• [SUPPLIED MATERIAL]
============================================================

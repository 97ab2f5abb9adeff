//! Horizontally paged strip of product cards.
//!
//! Entries are deduplicated by SKU before display. Paging moves one card
//! at a time and stops once the last card is visible.

use std::cell::Cell;

use ratatui::layout::{Constraint, Layout, Rect};
use ratatui::text::{Line, Span};
use ratatui::widgets::{Block, Borders, Paragraph, Wrap};
use ratatui::Frame;

use beauty_core::product::{dedup_by_sku, format_price, FurtherRecommendation};

use crate::components::truncate;
use crate::theme::Theme;

/// Minimum width of one card, borders included.
const CARD_WIDTH: u16 = 30;

#[derive(Debug, Default)]
pub struct Carousel {
    offset: usize,
    /// Cards that fit at the last render. Written during render.
    visible: Cell<usize>,
}

impl Carousel {
    pub fn new() -> Self {
        Self::default()
    }

    pub fn offset(&self) -> usize {
        self.offset
    }

    pub fn reset(&mut self) {
        self.offset = 0;
    }

    pub fn prev(&mut self) {
        self.offset = self.offset.saturating_sub(1);
    }

    /// Advance one card, given how many unique cards there are.
    pub fn next(&mut self, unique_len: usize) {
        let visible = self.visible.get().max(1);
        if self.offset + visible < unique_len {
            self.offset += 1;
        }
    }

    pub fn render(&self, frame: &mut Frame, area: Rect, items: &[FurtherRecommendation]) {
        let unique = dedup_by_sku(items);
        let per_row = ((area.width / CARD_WIDTH) as usize).max(1);
        self.visible.set(per_row);

        let offset = self.offset.min(unique.len().saturating_sub(per_row));
        let shown: Vec<&FurtherRecommendation> =
            unique.iter().skip(offset).take(per_row).copied().collect();

        let rows = Layout::vertical([Constraint::Length(1), Constraint::Min(3)]).split(area);

        let can_prev = offset > 0;
        let can_next = offset + per_row < unique.len();
        let arrows = Line::from(vec![
            Span::styled("‹ prev", if can_prev { Theme::key_hint() } else { Theme::dim() }),
            Span::styled(
                format!("  {}-{} of {}  ", offset + 1, offset + shown.len(), unique.len()),
                Theme::muted(),
            ),
            Span::styled("next ›", if can_next { Theme::key_hint() } else { Theme::dim() }),
        ]);
        frame.render_widget(Paragraph::new(arrows), rows[0]);

        let columns =
            Layout::horizontal(vec![Constraint::Ratio(1, per_row as u32); per_row]).split(rows[1]);
        for (item, column) in shown.iter().zip(columns.iter()) {
            render_card(frame, *column, item);
        }
    }
}

fn render_card(frame: &mut Frame, area: Rect, item: &FurtherRecommendation) {
    let width = area.width.saturating_sub(2) as usize;
    let block = Block::default()
        .borders(Borders::ALL)
        .border_style(Theme::border());

    let mut lines = Vec::new();
    if !item.reason.is_empty() {
        lines.push(Line::from(Span::styled(
            truncate(&item.reason, width),
            Theme::badge(),
        )));
    }
    lines.push(Line::from(Span::styled(
        truncate(&item.name, width),
        Theme::header(),
    )));
    lines.push(Line::from(Span::styled(
        truncate(&item.brand, width),
        Theme::muted(),
    )));
    if let Some(price) = format_price(item.price) {
        lines.push(Line::from(Span::styled(price, Theme::price())));
    }
    lines.push(Line::from(Span::styled(
        truncate(&format!("SKU: {}", item.sku_id), width),
        Theme::dim(),
    )));

    frame.render_widget(
        Paragraph::new(lines).wrap(Wrap { trim: true }).block(block),
        area,
    );
}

============================================================

Please copy out the preceding data in full, exactly as written.

repository 97ab2f5abb9adeff
//! Horizontally paged strip of product cards.
//!
//! Entries are deduplicated by SKU before display. Paging moves one card
//! at a time and stops once the last card is visible.

use std::cell::Cell;

use ratatui::layout::{Constraint, Layout, Rect};
use ratatui::text::{Line, Span};
use ratatui::widgets::{Block, Borders, Paragraph, Wrap};
use ratatui::Frame;

use beauty_core::product::{dedup_by_sku, format_price, FurtherRecommendation};

use crate::components::truncate;
use crate::theme::Theme;

/// Minimum width of one card, borders included.
const CARD_WIDTH: u16 = 30;

#[derive(Debug, Default)]
pub struct Carousel {
    offset: usize,
    /// Cards that fit at the last render. Written during render.
    visible: Cell<usize>,
}

impl Carousel {
    pub fn new() -> Self {
        Self::default()
    }

    pub fn offset(&self) -> usize {
        self.offset
    }

    pub fn reset(&mut self) {
        self.offset = 0;
    }

    pub fn prev(&mut self) {
        self.offset = self.offset.saturating_sub(1);
    }

    /// Advance one card, given how many unique cards there are.
    pub fn next(&mut self, unique_len: usize) {
        let visible = self.visible.get().max(1);
        if self.offset + visible < unique_len {
            self.offset += 1;
        }
    }

    pub fn render(&self, frame: &mut Frame, area: Rect, items: &[FurtherRecommendation]) {
        let unique = dedup_by_sku(items);
        let per_row = ((area.width / CARD_WIDTH) as usize).max(1);
        self.visible.set(per_row);

        let offset = self.offset.min(unique.len().saturating_sub(per_row));
        let shown: Vec<&FurtherRecommendation> =
            unique.iter().skip(offset).take(per_row).copied().collect();

        let rows = Layout::vertical([Constraint::Length(1), Constraint::Min(3)]).split(area);

        let can_prev = offset > 0;
        let can_next = offset + per_row < unique.len();
        let arrows = Line::from(vec![
            Span::styled("‹ prev", if can_prev { Theme::key_hint() } else { Theme::dim() }),
            Span::styled(
                format!("  {}-{} of {}  ", offset + 1, offset + shown.len(), unique.len()),
                Theme::muted(),
            ),
            Span::styled("next ›", if can_next { Theme::key_hint() } else { Theme::dim() }),
        ]);
        frame.render_widget(Paragraph::new(arrows), rows[0]);

        let columns =
            Layout::horizontal(vec![Constraint::Ratio(1, per_row as u32); per_row]).split(rows[1]);
        for (item, column) in shown.iter().zip(columns.iter()) {
            render_card(frame, *column, item);
        }
    }
}

fn render_card(frame: &mut Frame, area: Rect, item: &FurtherRecommendation) {
    let width = area.width.saturating_sub(2) as usize;
    let block = Block::default()
        .borders(Borders::ALL)
        .border_style(Theme::border());

    let mut lines = Vec::new();
    if !item.reason.is_empty() {
        lines.push(Line::from(Span::styled(
            truncate(&item.reason, width),
            Theme::badge(),
        )));
    }
    lines.push(Line::from(Span::styled(
        truncate(&item.name, width),
        Theme::header(),
    )));
    lines.push(Line::from(Span::styled(
        truncate(&item.brand, width),
        Theme::muted(),
    )));
    if let Some(price) = format_price(item.price) {
        lines.push(Line::from(Span::styled(price, Theme::price())));
    }
    lines.push(Line::from(Span::styled(
        truncate(&format!("SKU: {}", item.sku_id), width),
        Theme::dim(),
    )));

    frame.render_widget(
        Paragraph::new(lines).wrap(Wrap { trim: true }).block(block),
        area,
    );
}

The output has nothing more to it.